Jury to determine if Clovis man who killed his wife, mother-in-law was sane

CLOVIS, Calif. (KFSN) -- A Clovis man accused of killing his estranged wife and mother-in-law is now competent to stand trial.

Dave McCann's competency may have been restored, but his mental health will be questioned again because of his latest plea in court.

McCann allegedly stabbed his wife and mother-in-law to death three years ago.

His trial had been on hold after a judge ruled he was not able to assist his attorney with his defense based on doctor's reports submitted earlier this year.

But he returned recently from Atascadero State Hospital where doctors were working to restore his health.

A medical team has determined he is now competent, so he pleaded not guilty or not guilty by reason of insanity.

So now it's up to experts to figure out whether he was insane at the time he's accused of killing his wife and mother in law.

The two attorneys at the center of the case against Dave McCann asked the judge Thursday to get expert input on the defendant's state of mind the day Clovis Police say he went on a violent rampage, slitting his wife's throat and her mother's.
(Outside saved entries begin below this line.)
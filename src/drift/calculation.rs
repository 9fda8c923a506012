use crate::constants::{KS_P_VALUE_THRESHOLD, MEAN_SHIFT_PCT_THRESHOLD};
use crate::errors::DriftError;
use crate::stats::descriptive::{mean, population_std, relative_shift_pct, z_score_shift};
use crate::stats::ks::{ks_2samp_sorted, KsMethod};
use crate::stats::wasserstein::wasserstein_distance_sorted;
use crate::utils::{sorted_copy, validate_sample};
use log::{debug, warn};
use serde::{Deserialize, Serialize};

/// Drift metrics of one feature between a reference and a current window.
#[derive(Debug, Clone, PartialEq, Serialize, Deserialize)]
pub struct DriftMetrics {
    /// Name of the feature.
    pub feature: String,
    /// Mean of the reference window.
    pub ref_mean: f64,
    /// Mean of the current window.
    pub curr_mean: f64,
    /// Percent change of the mean relative to the reference mean, 0 when that mean is 0.
    pub mean_shift_pct: f64,
    /// Percent change of the std relative to the reference std, 0 when that std is 0.
    pub std_shift_pct: f64,
    /// Population std of the reference window.
    pub ref_std: f64,
    /// Population std of the current window.
    pub curr_std: f64,
    /// Mean shift in units of the reference std, 0 when that std is 0.
    pub z_score_shift: f64,
    /// Two-sample Kolmogorov–Smirnov statistic.
    pub ks_stat: f64,
    /// Two-sided p-value of the KS test.
    pub ks_p_value: f64,
    /// 1-D Wasserstein distance between the windows.
    pub wasserstein_dist: f64,
    /// Heuristic flag, see [`DriftThresholds::is_drift`].
    pub drift_detected: bool,
}

impl DriftMetrics {
    /// Whether `mean_shift_pct` was forced to zero because the reference mean is zero.
    /// In that case the percent shift says nothing about drift.
    pub fn mean_shift_is_guarded(&self) -> bool {
        self.ref_mean == 0.0
    }
}

/// Thresholds of the drift flag.
#[derive(Serialize, Deserialize, Clone, Copy, PartialEq, Debug)]
pub struct DriftThresholds {
    /// KS p-value must be strictly below this.
    pub p_value: f64,
    /// Absolute mean shift (percent) must be strictly above this.
    pub mean_shift_pct: f64,
}

impl Default for DriftThresholds {
    fn default() -> Self {
        DriftThresholds {
            p_value: KS_P_VALUE_THRESHOLD,
            mean_shift_pct: MEAN_SHIFT_PCT_THRESHOLD,
        }
    }
}

impl DriftThresholds {
    /// A feature drifted when the distributions differ significantly
    /// and the mean moved by a material amount.
    pub fn is_drift(&self, ks_p_value: f64, mean_shift_pct: f64) -> bool {
        ks_p_value < self.p_value && mean_shift_pct.abs() > self.mean_shift_pct
    }
}

/// Computes [`DriftMetrics`] from two samples of one feature.
#[derive(Serialize, Deserialize, Clone, Copy, PartialEq, Debug, Default)]
pub struct DriftMetricsCalculator {
    pub thresholds: DriftThresholds,
    pub ks_method: KsMethod,
}

impl DriftMetricsCalculator {
    pub fn new(thresholds: DriftThresholds, ks_method: KsMethod) -> Self {
        DriftMetricsCalculator { thresholds, ks_method }
    }

    /// Calculate drift metrics for a single feature.
    ///
    /// * `reference` - Values of the feature in the reference window.
    /// * `current` - Values of the feature in the current window.
    /// * `feature` - Name of the feature.
    ///
    /// Fails with [`DriftError::InvalidInput`] if either sample is empty or
    /// contains NaN or infinite values.
    pub fn calculate(&self, reference: &[f64], current: &[f64], feature: &str) -> Result<DriftMetrics, DriftError> {
        validate_sample(reference, &format!("reference sample for {}", feature))?;
        validate_sample(current, &format!("current sample for {}", feature))?;

        let ref_mean = mean(reference);
        let curr_mean = mean(current);
        let ref_std = population_std(reference);
        let curr_std = population_std(current);

        let mean_shift_pct = relative_shift_pct(curr_mean - ref_mean, ref_mean);
        let std_shift_pct = relative_shift_pct(curr_std - ref_std, ref_std);
        let z_score_shift = z_score_shift(ref_mean, curr_mean, ref_std);
        if ref_mean == 0.0 {
            warn!(
                "Reference mean of {} is zero, reporting a mean shift of {} for a current mean of {}.",
                feature, mean_shift_pct, curr_mean
            );
        }

        let ref_sorted = sorted_copy(reference);
        let curr_sorted = sorted_copy(current);
        let ks = ks_2samp_sorted(&ref_sorted, &curr_sorted, self.ks_method);
        let wasserstein_dist = wasserstein_distance_sorted(&ref_sorted, &curr_sorted);

        let statistics = [
            ("ref_mean", ref_mean),
            ("curr_mean", curr_mean),
            ("ref_std", ref_std),
            ("curr_std", curr_std),
            ("mean_shift_pct", mean_shift_pct),
            ("std_shift_pct", std_shift_pct),
            ("z_score_shift", z_score_shift),
            ("wasserstein_dist", wasserstein_dist),
        ];
        if let Some((name, value)) = statistics.iter().find(|(_, v)| !v.is_finite()) {
            return Err(DriftError::InvalidInput(format!(
                "{} of {} is {}, values exceed the f64 range",
                name, feature, value
            )));
        }
        debug!(
            "{}: n_ref={}, n_curr={}, ks method {:?}",
            feature,
            reference.len(),
            current.len(),
            ks.method
        );

        Ok(DriftMetrics {
            feature: feature.to_string(),
            ref_mean,
            curr_mean,
            mean_shift_pct,
            std_shift_pct,
            ref_std,
            curr_std,
            z_score_shift,
            ks_stat: ks.statistic,
            ks_p_value: ks.p_value,
            wasserstein_dist,
            drift_detected: self.thresholds.is_drift(ks.p_value, mean_shift_pct),
        })
    }
}

/// Calculate drift metrics with the default thresholds and KS method.
pub fn calculate_drift_metrics(reference: &[f64], current: &[f64], feature: &str) -> Result<DriftMetrics, DriftError> {
    DriftMetricsCalculator::default().calculate(reference, current, feature)
}

#[cfg(test)]
mod tests {
    use super::*;
    use crate::constants::ZERO_GUARD_SHIFT;

    #[test]
    fn test_separated_windows() {
        let reference = vec![1.0, 2.0, 3.0, 4.0, 5.0];
        let current = vec![11.0, 12.0, 13.0, 14.0, 15.0];
        let m = calculate_drift_metrics(&reference, &current, "trip_distance").unwrap();
        assert_eq!(m.feature, "trip_distance");
        assert_eq!(m.ref_mean, 3.0);
        assert_eq!(m.curr_mean, 13.0);
        assert!((m.mean_shift_pct - 333.3333333333333).abs() < 1e-9);
        assert!((m.ref_std - 2.0_f64.sqrt()).abs() < 1e-12);
        assert!((m.curr_std - 2.0_f64.sqrt()).abs() < 1e-12);
        assert!(m.std_shift_pct.abs() < 1e-9);
        assert!((m.z_score_shift - 10.0 / 2.0_f64.sqrt()).abs() < 1e-9);
        assert_eq!(m.ks_stat, 1.0);
        assert!((m.ks_p_value - 0.0079).abs() < 1e-4);
        assert!((m.wasserstein_dist - 10.0).abs() < 1e-12);
        assert!(m.drift_detected);
    }

    #[test]
    fn test_identical_windows() {
        let sample = vec![4.2, 1.0, 3.3, 3.3, 9.9, 0.5];
        let m = calculate_drift_metrics(&sample, &sample, "fare_amount").unwrap();
        assert_eq!(m.mean_shift_pct, 0.0);
        assert_eq!(m.std_shift_pct, 0.0);
        assert_eq!(m.z_score_shift, 0.0);
        assert_eq!(m.ks_stat, 0.0);
        assert_eq!(m.ks_p_value, 1.0);
        assert_eq!(m.wasserstein_dist, 0.0);
        assert!(!m.drift_detected);
    }

    #[test]
    fn test_zero_reference_mean_guard() {
        let reference = vec![0.0, 0.0, 0.0, 0.0];
        for current in [vec![5.0, 6.0, 7.0], vec![-100.0], vec![0.0, 0.0]] {
            let m = calculate_drift_metrics(&reference, &current, "passenger_count").unwrap();
            assert_eq!(m.mean_shift_pct, ZERO_GUARD_SHIFT);
            assert_eq!(m.std_shift_pct, ZERO_GUARD_SHIFT);
            assert_eq!(m.z_score_shift, ZERO_GUARD_SHIFT);
            assert!(m.mean_shift_is_guarded());
            assert!(!m.drift_detected);
        }
    }

    #[test]
    fn test_swap_symmetry() {
        let a = vec![1.0, 5.0, 2.0, 8.0, 3.0, 3.0, 7.5];
        let b = vec![2.0, 9.0, 4.0, 6.0];
        let ab = calculate_drift_metrics(&a, &b, "x").unwrap();
        let ba = calculate_drift_metrics(&b, &a, "x").unwrap();
        assert_eq!(ab.ks_stat, ba.ks_stat);
        assert!((ab.ks_p_value - ba.ks_p_value).abs() < 1e-12);
        assert!((ab.wasserstein_dist - ba.wasserstein_dist).abs() < 1e-12);
        assert!(ab.wasserstein_dist > 0.0);
    }

    #[test]
    fn test_invalid_input() {
        let ok = vec![1.0, 2.0];
        assert!(matches!(
            calculate_drift_metrics(&[], &ok, "x"),
            Err(DriftError::InvalidInput(_))
        ));
        assert!(matches!(
            calculate_drift_metrics(&ok, &[], "x"),
            Err(DriftError::InvalidInput(_))
        ));
        assert!(matches!(
            calculate_drift_metrics(&ok, &[1.0, f64::NAN], "x"),
            Err(DriftError::InvalidInput(_))
        ));
        assert!(matches!(
            calculate_drift_metrics(&[f64::INFINITY], &ok, "x"),
            Err(DriftError::InvalidInput(_))
        ));
    }

    #[test]
    fn test_values_near_f64_limit() {
        let m = calculate_drift_metrics(&[1e308, 1e308], &[1.0, 2.0], "x").unwrap();
        assert_eq!(m.ref_mean, 1e308);
        assert_eq!(m.ref_std, 0.0);
        assert!(m.mean_shift_pct.is_finite());
        assert!((m.mean_shift_pct + 100.0).abs() < 1e-9);
        assert_eq!(m.ks_stat, 1.0);

        // spread wider than f64::MAX
        let r = calculate_drift_metrics(&[-1.7e308, 1.7e308], &[1.0, 2.0], "x");
        assert!(matches!(r, Err(DriftError::InvalidInput(_))));
    }

    #[test]
    fn test_threshold_boundaries() {
        let t = DriftThresholds::default();
        // both inside
        assert!(t.is_drift(0.049, 10.01));
        assert!(t.is_drift(0.049, -10.01));
        // p-value on or past the boundary
        assert!(!t.is_drift(0.05, 10.01));
        assert!(!t.is_drift(0.051, 50.0));
        // shift on or below the boundary
        assert!(!t.is_drift(0.049, 10.0));
        assert!(!t.is_drift(0.049, -9.99));
        // both outside
        assert!(!t.is_drift(0.5, 1.0));
    }

    #[test]
    fn test_custom_thresholds() {
        let reference = vec![1.0, 2.0, 3.0, 4.0, 5.0];
        let current = vec![11.0, 12.0, 13.0, 14.0, 15.0];
        let strict = DriftThresholds {
            p_value: 0.001,
            mean_shift_pct: 10.0,
        };
        let m = DriftMetricsCalculator::new(strict, KsMethod::Exact)
            .calculate(&reference, &current, "x")
            .unwrap();
        assert!(!m.drift_detected);
    }

    #[test]
    fn test_metrics_serialize() {
        let m = calculate_drift_metrics(&[1.0, 2.0], &[1.0, 3.0], "fare_amount").unwrap();
        let json = serde_json::to_string(&m).unwrap();
        assert!(json.contains("\"feature\":\"fare_amount\""));
        let back: DriftMetrics = serde_json::from_str(&json).unwrap();
        assert_eq!(m, back);
    }
}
McCann was absent from the hearing - his defense attorney Scott Baly said he was awaiting a bus to take him back to Atascadero State Hospital to continue receiving treatment. Most defendants remain in the county jail once they are treated and competent, but this was an exception.

"The medical director from Atascadero State Hospital made a recommendation that he be housed there to maintain his competency and it's based on that order the judge made the order to make him go back," Baly said.

The issue of sanity and competency is different and distinct. Sanity refers to the day the crime was committed.

McCann was already evaluated by two local doctors earlier this year on the competency matter. They determined at the time he was seen he was not able to assist his attorney. However, after receiving medication and mental treatment, his competency has now been restored.

Once a jury hears the case, they will first determine his guilt and then his sanity at the time of the double murder.

Prosecutors are no longer asking for the death penalty. So if McCann is found guilty, he could face life without the possibility of parole.